Everyone in corporate IT management needs to read Brian Livingston's Windows Secrets article on how Windows Vista can be used for a year without being activated.

Everyone. With. Out. Exception.

Think it's not for you? Then skip over the technical stuff and down to the headline "Why does SkipRearm even exist in Vista?" That's where Livingston explains that this isn't a bug, it's a feature. And he means it. "The Vista development team apparently inserted the SkipRearm loophole to help major corporations work around Microsoft's new Volume Licensing Agreement," he writes, and he points to publicly available Microsoft documentation that spells it out.

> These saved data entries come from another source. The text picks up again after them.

//! Time abstraction layer for testable time-dependent operations.
//!
//! Every suspension point in the scheduler, publication manager, and LCD
//! goes through a [`TimeProvider`] instead of calling `tokio::time` or
//! `SystemTime` directly, so tests can skip delays without conditional
//! compilation.

use async_trait::async_trait;
use std::sync::Arc;
use std::time::{Duration, Instant, SystemTime};
use tokio::time::sleep as tokio_sleep;

/// Trait for providing time-related functionality.
#[async_trait]
pub trait TimeProvider: Send + Sync + std::fmt::Debug {
    /// Sleep for the specified duration.
    async fn sleep(&self, duration: Duration);

    /// Get the current wall-clock time.
    #[must_use]
    fn now(&self) -> SystemTime;

    /// Get the current instant for measuring elapsed time.
    #[must_use]
    fn instant(&self) -> Instant;

    /// Check if delays should be skipped (test providers only).
    #[must_use]
    fn should_skip_delays(&self) -> bool {
        false
    }
}

/// Real time provider for production use.
#[derive(Debug, Clone, Default)]
pub struct RealTimeProvider;

impl RealTimeProvider {
    /// Creates a new real time provider.
    #[must_use]
    pub fn new() -> Self {
        Self
    }
}

#[async_trait]
impl TimeProvider for RealTimeProvider {
    async fn sleep(&self, duration: Duration) {
        tokio_sleep(duration).await;
    }

    fn now(&self) -> SystemTime {
        SystemTime::now()
    }

    fn instant(&self) -> Instant {
        Instant::now()
    }
}

/// Mock time provider for testing.
///
/// Skips sleeps past a minimal yield so tests exercise real scheduling
/// without waiting out real TTLs and backoff delays.
#[derive(Debug, Clone, Default)]
pub struct MockTimeProvider {
    skip_delays: bool,
}

impl MockTimeProvider {
    /// Creates a mock time provider that skips delays.
    #[must_use]
    pub fn new() -> Self {
        Self { skip_delays: true }
    }

    /// Creates a mock time provider that uses real delays, for integration
    /// tests that need to observe actual scheduling order.
    #[must_use]
    pub fn with_real_delays() -> Self {
        Self { skip_delays: false }
    }
}

#[async_trait]
impl TimeProvider for MockTimeProvider {
    async fn sleep(&self, duration: Duration) {
        if !self.skip_delays {
            tokio_sleep(duration).await;
        } else if duration > Duration::from_millis(1) {
            tokio_sleep(Duration::from_millis(1)).await;
        }
    }

    fn now(&self) -> SystemTime {
        SystemTime::now()
    }

    fn instant(&self) -> Instant {
        Instant::now()
    }

    fn should_skip_delays(&self) -> bool {
        self.skip_delays
    }
}

/// Shared, type-erased time provider handle.
pub type SharedTimeProvider = Arc<dyn TimeProvider>;

/// Creates a production time provider.
#[must_use]
pub fn production_time_provider() -> SharedTimeProvider {
    Arc::new(RealTimeProvider::new())
}

/// Creates a test time provider that skips delays.
#[must_use]
pub fn test_time_provider() -> SharedTimeProvider {
    Arc::new(MockTimeProvider::new())
}

/// Creates a test time provider that uses real delays, for integration
/// tests that need to observe actual scheduling order.
#[must_use]
pub fn integration_test_time_provider() -> SharedTimeProvider {
    Arc::new(MockTimeProvider::with_real_delays())
}

#[cfg(test)]
mod tests {
    use super::*;

    #[tokio::test]
    async fn mock_time_provider_skips_delays() {
        let provider = MockTimeProvider::new();
        let start = Instant::now();

        provider.sleep(Duration::from_secs(10)).await;

        let elapsed = start.elapsed();
        assert!(
            elapsed < Duration::from_millis(100),
            "mock sleep took too long: {elapsed:?}"
        );
    }

    #[tokio::test]
    async fn real_time_provider_actually_sleeps() {
        let provider = RealTimeProvider::new();
        let start = Instant::now();

        provider.sleep(Duration::from_millis(50)).await;

        let elapsed = start.elapsed();
        assert!(
            elapsed >= Duration::from_millis(50),
            "real sleep was too short: {elapsed:?}"
        );
    }
}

Later, Livingston sums up the howcomeizzit: "Microsoft executives made Vista's activation overly complex and cumbersome. So the development team apparently invented a Registry key to lift the burden of Vista's activation deadline, for at least a year and probably more."

Still think this isn't for you? Forget about Microsoft for a moment -- this is about how IT is done. And it applies to just about all of us.

Look, when smart techies see users having a problem with technology, they look for a way to fix it. And that's good. That's what we want. That's IT serving the needs of the people who make the business run. That's what we preach.

Sometimes the problem is in an application. Sometimes it's in an operating procedure. Sometimes it's in the way permissions are set up. Almost always, the fix or workaround or backdoor is ginned up to help people do their jobs.

But what happens when the fix breaks a rule or violates a policy?

Maybe that rule or policy has to do with security. Or regulatory requirements. Or corporate strategy. Or something else that's outside the immediate scope of the fixer's work. The results of the fix could be a lot more significant than the fixer or user expect.

And if your support people have a reputation for being helpful and effective, there's a good chance they're doing rule-breaking fixes, at least now and then.

The solution? Cracking down isn't the answer; it'll just irritate both the techs and the users. Ignoring the problem is even worse -- eventually, some rule-breaking fix will turn out to be a major problem.

One first step is to make sure that every time a rule is bent, it's logged as a bent rule. And then make sure someone follows up on what was done.

That way, if there's a better way to solve a user's problem without violating policy, it can be found. If the policy should be changed because it's widely ignored as it stands, that can go on the table for consideration. If the user has to get the bad news that the fix just simply has to be undone, the news can be delivered by someone in authority -- not the lowly tech who's just trying to help everyone do their jobs.

Just don't imagine it's something you don't have to worry about. For Microsoft, a software design that violates a corporate goal exposes the vendor to embarrassment.

For corporate IT, rules getting bent could mean exposure to problems with security, Sarbanes-Oxley regulations or privacy laws.

And if it's happening even within Microsoft's much-vaunted new development process, it is happening in your shop.